Muitos dos membros desse movimento dizem hoje que a “luta continua” mas são unânimes em considerar que as suas acções iniciadas ainda durante a presidência de José Eduardo dos Santos que os apelidou de “jovens frustrados sem sucesso académico”, serviram para tornar mais aberta a participação política da sociedade civil angolana.

 

O movimento alastrou-se rapidamente a várias cidades angolanas, onde jovens adoptaram rapidamente o mesmo nome de um movimento sem hierarquia de chefia.

 

Albano Bingo Bingo “revú” que integrou o conhecido grupo dos 17 entende que apesar de estarem de alguma forma fragilizados ainda assim fizeram em dez anos o que muitos da oposição partidária e ONGs não fizeram em 45 anos.

 

Bingo diz que o problema dos angolanos hoje é económico: “Do ponto de vista económico Angola encontra-se num caos”, disse.

 

“Não sou economista e nem é preciso porque eu vivo e sinto a realidade dos angolanos, hoje com cem mil kwanzas não se compra quase nada e não chega para aguentar um mês”, afirmou.

 

Já Emiliano Catumbela afirma que “nos dez anos de movimento penso que mudámos alguma coisa no país mas ainda não é o suficiente”, acrescentando que o quer “daqui p’rá frente é o derrube do regime do MPLA do poder” .

 

Catumbela diz que existem forças que têm inviabilizado esta luta e inclui nisso a própria oposição.

 

“Há partidos na oposição que são pagos para serem opositores em Angola”, disse.​

 

Osvaldo Caholo, um dos integrantes do conhecido grupo 15 mais duas e também o único militar na altura, diz por seu turno que “é a própria comunidade internacional que legitima o sofrimento dos angolanos quando reconhece os pleitos eleitorais fraudulentos que o MPLA realiza”.

 

“Ao serem os primeiros a reconhecerem isso faz com que a oposição vá a reboque e tome lugares na Assembleia Nacional enquanto o que acontece com a maioria da população é que continua na miséria”, disse.

 

Osvaldo Caholo considera que o recente anúncio de uma revisão constitucional “não passa de manobras de diversão e distração”.

 

“O objectivo desta gente nunca foi a democracia e bem-estar dos angolanos é a manutenção do poder acima de qualquer coisa e para isso eles fazem tudo ainda que seja matar os angolanos como ocorreu em Cafunfo, por exemplo”, acrescentou.

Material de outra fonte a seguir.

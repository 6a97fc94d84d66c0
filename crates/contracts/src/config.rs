//! Dispatcher configuration contracts that can be shared across crates.

use serde::{Deserialize, Serialize};
use validator::Validate;

/// Default number of payload slots in the ring
pub const DEFAULT_RING_CAPACITY: usize = 16;

/// Default number of handler slots in the registry
pub const DEFAULT_MAX_HANDLERS: usize = 100;

/// Default worker stack size in bytes
pub const DEFAULT_STACK_SIZE: usize = 256 * 1024;

/// Configuration of one dispatcher instance
#[derive(Debug, Clone, PartialEq, Serialize, Deserialize, Validate)]
pub struct DispatcherConfig {
    /// Dispatcher name (used for logging/metrics and parent links)
    #[validate(length(min = 1, max = 64))]
    pub name: String,

    /// Number of payload slots in the ring
    #[serde(default = "default_ring_capacity")]
    #[validate(range(min = 1))]
    pub ring_capacity: usize,

    /// Size of one payload in bytes
    #[validate(range(min = 1))]
    pub element_size: usize,

    /// Dispatch queue capacity (defaults to `ring_capacity`)
    #[serde(default, skip_serializing_if = "Option::is_none")]
    #[validate(range(min = 1))]
    pub queue_capacity: Option<usize>,

    /// Number of handler slots
    #[serde(default = "default_max_handlers")]
    #[validate(range(min = 1))]
    pub max_handlers: usize,

    /// Worker thread settings
    #[serde(default)]
    #[validate(nested)]
    pub worker: WorkerConfig,

    /// Name of the dispatcher that receives propagated payloads
    #[serde(default, skip_serializing_if = "Option::is_none")]
    pub parent: Option<String>,
}

fn default_ring_capacity() -> usize {
    DEFAULT_RING_CAPACITY
}

fn default_max_handlers() -> usize {
    DEFAULT_MAX_HANDLERS
}

impl DispatcherConfig {
    /// Configuration with default queue, registry and worker settings
    pub fn new(name: impl Into<String>, ring_capacity: usize, element_size: usize) -> Self {
        Self {
            name: name.into(),
            ring_capacity,
            element_size,
            queue_capacity: None,
            max_handlers: DEFAULT_MAX_HANDLERS,
            worker: WorkerConfig::default(),
            parent: None,
        }
    }

    /// Queue capacity after applying the default
    pub fn effective_queue_capacity(&self) -> usize {
        self.queue_capacity.unwrap_or(self.ring_capacity)
    }

    /// Worker thread name after applying the default
    pub fn worker_name(&self) -> String {
        self.worker
            .name
            .clone()
            .unwrap_or_else(|| format!("{}-worker", self.name))
    }
}

/// Worker thread settings
#[derive(Debug, Clone, PartialEq, Eq, Serialize, Deserialize, Validate)]
pub struct WorkerConfig {
    /// Thread name (defaults to `<dispatcher>-worker`)
    #[serde(default, skip_serializing_if = "Option::is_none")]
    #[validate(length(min = 1, max = 64))]
    pub name: Option<String>,

    /// Stack size in bytes
    #[serde(default = "default_stack_size")]
    #[validate(range(min = 16384))]
    pub stack_size: usize,

    /// Scheduling priority hint; reported, not applied to the OS thread
    #[serde(default = "default_priority_hint", alias = "priority")]
    pub priority_hint: u8,
}

fn default_stack_size() -> usize {
    DEFAULT_STACK_SIZE
}

fn default_priority_hint() -> u8 {
    1
}

impl Default for WorkerConfig {
    fn default() -> Self {
        Self {
            name: None,
            stack_size: DEFAULT_STACK_SIZE,
            priority_hint: default_priority_hint(),
        }
    }
}

/// A set of dispatchers linked by parent names
#[derive(Debug, Clone, PartialEq, Serialize, Deserialize, Validate)]
pub struct TopologyConfig {
    #[validate(length(min = 1), nested)]
    pub dispatchers: Vec<DispatcherConfig>,
}

impl TopologyConfig {
    /// Look up a dispatcher by name
    pub fn get(&self, name: &str) -> Option<&DispatcherConfig> {
        self.dispatchers.iter().find(|d| d.name == name)
    }

    /// Names in an order where every parent precedes its children
    ///
    /// Returns `None` if the parent links contain a cycle or a dangling name.
    pub fn parent_first_order(&self) -> Option<Vec<&str>> {
        let mut ordered: Vec<&str> = Vec::with_capacity(self.dispatchers.len());
        while ordered.len() < self.dispatchers.len() {
            let before = ordered.len();
            for d in &self.dispatchers {
                if ordered.contains(&d.name.as_str()) {
                    continue;
                }
                let ready = match d.parent.as_deref() {
                    None => true,
                    Some(parent) => ordered.contains(&parent),
                };
                if ready {
                    ordered.push(&d.name);
                }
            }
            if ordered.len() == before {
                return None;
            }
        }
        Some(ordered)
    }
}

#[cfg(test)]
mod tests {
    use super::*;

    #[test]
    fn test_defaults_from_json() {
        let config: DispatcherConfig =
            serde_json::from_str(r#"{"name": "can", "element_size": 8}"#).unwrap();
        assert_eq!(config.ring_capacity, DEFAULT_RING_CAPACITY);
        assert_eq!(config.max_handlers, DEFAULT_MAX_HANDLERS);
        assert_eq!(config.effective_queue_capacity(), DEFAULT_RING_CAPACITY);
        assert_eq!(config.worker_name(), "can-worker");
        assert_eq!(config.worker.stack_size, DEFAULT_STACK_SIZE);
        assert!(config.validate().is_ok());
    }

    #[test]
    fn test_zero_capacity_rejected() {
        let config = DispatcherConfig::new("bad", 0, 8);
        assert!(config.validate().is_err());

        let mut config = DispatcherConfig::new("bad", 4, 8);
        config.queue_capacity = Some(0);
        assert!(config.validate().is_err());
    }

    #[test]
    fn test_parent_first_order() {
        let mut child = DispatcherConfig::new("child", 4, 4);
        child.parent = Some("root".to_string());
        let topology = TopologyConfig {
            dispatchers: vec![child, DispatcherConfig::new("root", 4, 4)],
        };
        assert_eq!(topology.parent_first_order(), Some(vec!["root", "child"]));
    }

    #[test]
    fn test_parent_cycle_has_no_order() {
        let mut a = DispatcherConfig::new("a", 4, 4);
        a.parent = Some("b".to_string());
        let mut b = DispatcherConfig::new("b", 4, 4);
        b.parent = Some("a".to_string());
        let topology = TopologyConfig {
            dispatchers: vec![a, b],
        };
        assert!(topology.parent_first_order().is_none());
    }
}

Doravante de acordo com os Revús as manifestações irão ocorrer defronte à embaixada dos Estados Unidos em Luanda porque acham que a comunidade internacional, em especial os norte-americanos, “fecham os olhos à desgraça dos angolanos”.

 

Os Revús tencionam assinalar os seus 10 anos com um festival de música Rap no Cacuaco no próximo domingo.